Modelling of Energy Scavenging from Rolling Tyres Using Contact-Separation Mode Triboelectric Nano Generators for Self Powered Electric Vehicles

Due to its affordability and environmental friendliness, triboelectric nanogenerators, or TENGs, are a promising and alluring energy harvesting technology. Here, time-dependent finite-element numerical simulations were used to study the performance of dielectric-dielectric TENGs operating in the contact-separation mode. The open-circuit voltage, short-circuit current, and ideal resistance were measured in order to assess the TENG's performance. The findings are consistent with the physical models that are now available for the short-circuit current, which show that the current increases (decreases) with the area of the TENG (the thickness of the material). The open circuit voltage differed from published models according to the area and thickness of the material; the causes for this discrepancy are provided.

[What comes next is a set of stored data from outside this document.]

use thiserror::Error;

/// Unified decoding errors.
#[derive(Error, Debug)]
pub enum DecodeError {
    #[error("Invalid configuration: {0}")]
    Config(String),

    #[error("ndarray shape error: {0}")]
    Shape(#[from] ndarray::ShapeError),

    #[error("Ensemble mismatch: {0}")]
    Ensemble(String),

    #[error("Invalid input: {0}")]
    Input(String),

    #[error("Scorer: {0}")]
    Scorer(String),

    #[error("Language model: {0}")]
    LanguageModel(String),
}

impl DecodeError {
    pub(crate) fn config(msg: impl Into<String>) -> Self {
        DecodeError::Config(msg.into())
    }

    pub fn input(msg: impl Into<String>) -> Self {
        DecodeError::Input(msg.into())
    }
}
#[cfg(test)]
mod tests {
    use super::*;
    use crate::config::DecoderConfig;
    use crate::ctc::{CtcOutput, CtcScorer};
    use ndarray::{Array3, Array4};

    fn make_config() -> DecoderConfig {
        DecoderConfig {
            enc_n_units: 8,
            n_units: 12,
            n_layers: 1,
            bottleneck_dim: 10,
            emb_dim: 6,
            vocab: 11,
            seed: 7,
            ..Default::default()
        }
    }

    fn make_eouts(bs: usize, t: usize) -> Array3<f32> {
        Array3::from_shape_fn((bs, t, 8), |(b, i, d)| {
            ((b * 100 + i * 8 + d) as f32 * 0.013).sin()
        })
    }

    struct FixedCtc(f32);

    impl CtcScorer for FixedCtc {
        fn forward(
            &self,
            _memory: &ArrayView3<f32>,
            _elens: &[usize],
            refs: &[Vec<u32>],
            need_triggers: bool,
        ) -> Result<CtcOutput, DecodeError> {
            let trigger_points = need_triggers
                .then(|| refs.iter().map(|y| (0..=y.len()).collect()).collect());
            Ok(CtcOutput {
                loss: self.0,
                trigger_points,
            })
        }
    }

    #[test]
    fn append_sos_eos_pads_and_reverses() {
        let refs = vec![vec![5, 6, 7], vec![8]];
        let fwd = append_sos_eos(&refs, 2, 3, false);
        assert_eq!(fwd.ys_in, vec![vec![2, 5, 6, 7], vec![2, 8, 3, 3]]);
        assert_eq!(fwd.ys_out, vec![vec![5, 6, 7, 2], vec![8, 2, 3, 3]]);
        assert_eq!(fwd.ylens, vec![4, 2]);
        assert_eq!(fwd.n_steps, 4);

        let bwd = append_sos_eos(&refs, 2, 3, true);
        assert_eq!(bwd.ys_in[0], vec![2, 7, 6, 5]);
        assert_eq!(bwd.ys_out[0], vec![7, 6, 5, 2]);
    }

    #[test]
    fn lsm_zero_matches_plain_cross_entropy() {
        let mut logits = Array3::zeros((1, 2, 4));
        logits[[0, 0, 1]] = 2.0;
        logits[[0, 1, 2]] = 1.0;
        let ys = vec![vec![1, 2]];
        let (loss, ppl) = cross_entropy_lsm(&logits, &ys, 0.0, 3);
        assert!((ppl - loss.exp()).abs() < 1e-4);

        let (smoothed, ppl2) = cross_entropy_lsm(&logits, &ys, 0.1, 3);
        assert!((ppl - ppl2).abs() < 1e-5);
        assert!(smoothed > loss);
    }

    #[test]
    fn padded_positions_do_not_count() {
        let mut logits = Array3::zeros((1, 2, 4));
        logits[[0, 0, 1]] = 5.0;
        logits[[0, 1, 0]] = 5.0;
        let ys = vec![vec![1, 3]];
        let acc = token_accuracy(&logits, &ys, 3);
        assert!((acc - 100.0).abs() < 1e-6);
    }

    #[test]
    fn quantity_counts_the_end_symbol() {
        let mut aws = Array4::zeros((1, 1, 2, 3));
        aws[[0, 0, 0, 0]] = 1.0;
        aws[[0, 0, 1, 1]] = 1.0;
        assert!(quantity_loss(&aws, &[2]).abs() < 1e-6);
        assert!((quantity_loss(&aws, &[3]) - 1.0).abs() < 1e-6);
    }

    #[test]
    fn interval_latency_charges_forward_jumps() {
        let mut aws = Array4::zeros((1, 1, 2, 4));
        aws[[0, 0, 0, 0]] = 1.0;
        aws[[0, 0, 1, 2]] = 1.0;
        // Step 1 jumps two frames: contribution (1 * 2)^2, averaged over
        // two steps.
        assert!((interval_latency(&aws) - 2.0).abs() < 1e-5);

        let mut still = Array4::zeros((1, 1, 2, 4));
        still[[0, 0, 0, 0]] = 1.0;
        still[[0, 0, 1, 0]] = 1.0;
        assert!(interval_latency(&still).abs() < 1e-6);
    }

    #[test]
    fn alignment_latency_zero_on_exact_triggers() {
        let mut aws = Array4::zeros((1, 1, 2, 4));
        aws[[0, 0, 0, 1]] = 1.0;
        aws[[0, 0, 1, 3]] = 1.0;
        let exact = alignment_latency(&aws, &[vec![1, 3]], &[2]).unwrap();
        assert!(exact.abs() < 1e-6);
        let off = alignment_latency(&aws, &[vec![1, 2]], &[2]).unwrap();
        assert!((off - 0.5).abs() < 1e-6);
        assert!(alignment_latency(&aws, &[vec![1]], &[2]).is_err());
    }

    #[test]
    fn distillation_of_identical_models_is_entropy() {
        let student = Array3::zeros((1, 1, 4));
        let teacher = Array3::zeros((1, 1, 4));
        let kl = distillation_kl(&student, &teacher, &[1], 5.0);
        assert!((kl - (4.0f32).ln()).abs() < 1e-5);
    }

    #[test]
    fn ctc_only_task_skips_the_attention_loss() {
        let config = DecoderConfig {
            ctc_weight: 0.4,
            ..make_config()
        };
        let mut dec = RnnDecoder::new(config, None, Some(Box::new(FixedCtc(2.5)))).unwrap();
        let eouts = make_eouts(2, 6);
        let refs = vec![vec![4, 5], vec![6]];
        let batch = TrainBatch::new(&refs);
        let out = dec
            .forward(&eouts.view(), &[6, 5], &batch, Task::Ctc, None, None)
            .unwrap();
        assert!((out.loss_ctc - 2.5).abs() < 1e-6);
        assert!((out.loss - 1.0).abs() < 1e-6);
        assert_eq!(out.loss_att, 0.0);
    }

    #[test]
    fn attention_loss_is_deterministic() {
        let eouts = make_eouts(2, 6);
        let refs = vec![vec![4, 5, 6], vec![7]];
        let batch = TrainBatch::new(&refs);
        let mut a = RnnDecoder::new(make_config(), None, None).unwrap();
        let mut b = RnnDecoder::new(make_config(), None, None).unwrap();
        let out_a = a
            .forward(&eouts.view(), &[6, 4], &batch, Task::All, None, None)
            .unwrap();
        let out_b = b
            .forward(&eouts.view(), &[6, 4], &batch, Task::All, None, None)
            .unwrap();
        assert_eq!(out_a.loss, out_b.loss);
        assert!(out_a.loss > 0.0);
        assert!(out_a.ppl >= 1.0);
        assert!((0.0..=100.0).contains(&out_a.accuracy));
    }

    #[test]
    fn out_of_vocabulary_reference_is_rejected() {
        let mut dec = RnnDecoder::new(make_config(), None, None).unwrap();
        let eouts = make_eouts(1, 4);
        let refs = vec![vec![99]];
        let batch = TrainBatch::new(&refs);
        assert!(dec
            .forward(&eouts.view(), &[4], &batch, Task::All, None, None)
            .is_err());
    }

    #[test]
    fn discourse_batch_saves_per_item_states() {
        let config = DecoderConfig {
            discourse_aware: true,
            ..make_config()
        };
        let mut dec = RnnDecoder::new(config, None, None).unwrap();
        let mut session = SessionContext::new();
        session.start_new_session();
        let eouts = make_eouts(2, 5);
        let refs = vec![vec![4], vec![5, 6]];
        let batch = TrainBatch::new(&refs);
        dec.forward(
            &eouts.view(),
            &[5, 5],
            &batch,
            Task::All,
            Some(&mut session),
            None,
        )
        .unwrap();
        assert_eq!(session.batch_states.len(), 2);
        assert!(session.batch_states.iter().all(Option::is_some));
        assert!(!session.new_session);

        // The next batch may consume the carried states.
        let out = dec
            .forward(
                &eouts.view(),
                &[5, 5],
                &batch,
                Task::All,
                Some(&mut session),
                None,
            )
            .unwrap();
        assert!(out.loss.is_finite());
    }
}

Because high load resistance values affect charge flow in the TENG cycle (transient state) and performance, a deeper understanding of their effects is also offered. Here, the friction energy from the rolling tyres being scavenged is modelled in FEM, and the maximum energy that the Triboelectric Nanogenerator can generate is computed. This efficient on-wheel demonstration of a triboelectric nanogenerator and its theoretical simulations suggest a potential technique to recover the vehicle's wasted energy and use it to enhance the battery life and range of electric vehicles. This work indicates that finite-element simulations are a feasible technique to provide a deeper knowledge and new approaches to optimise contact-separation TENGs.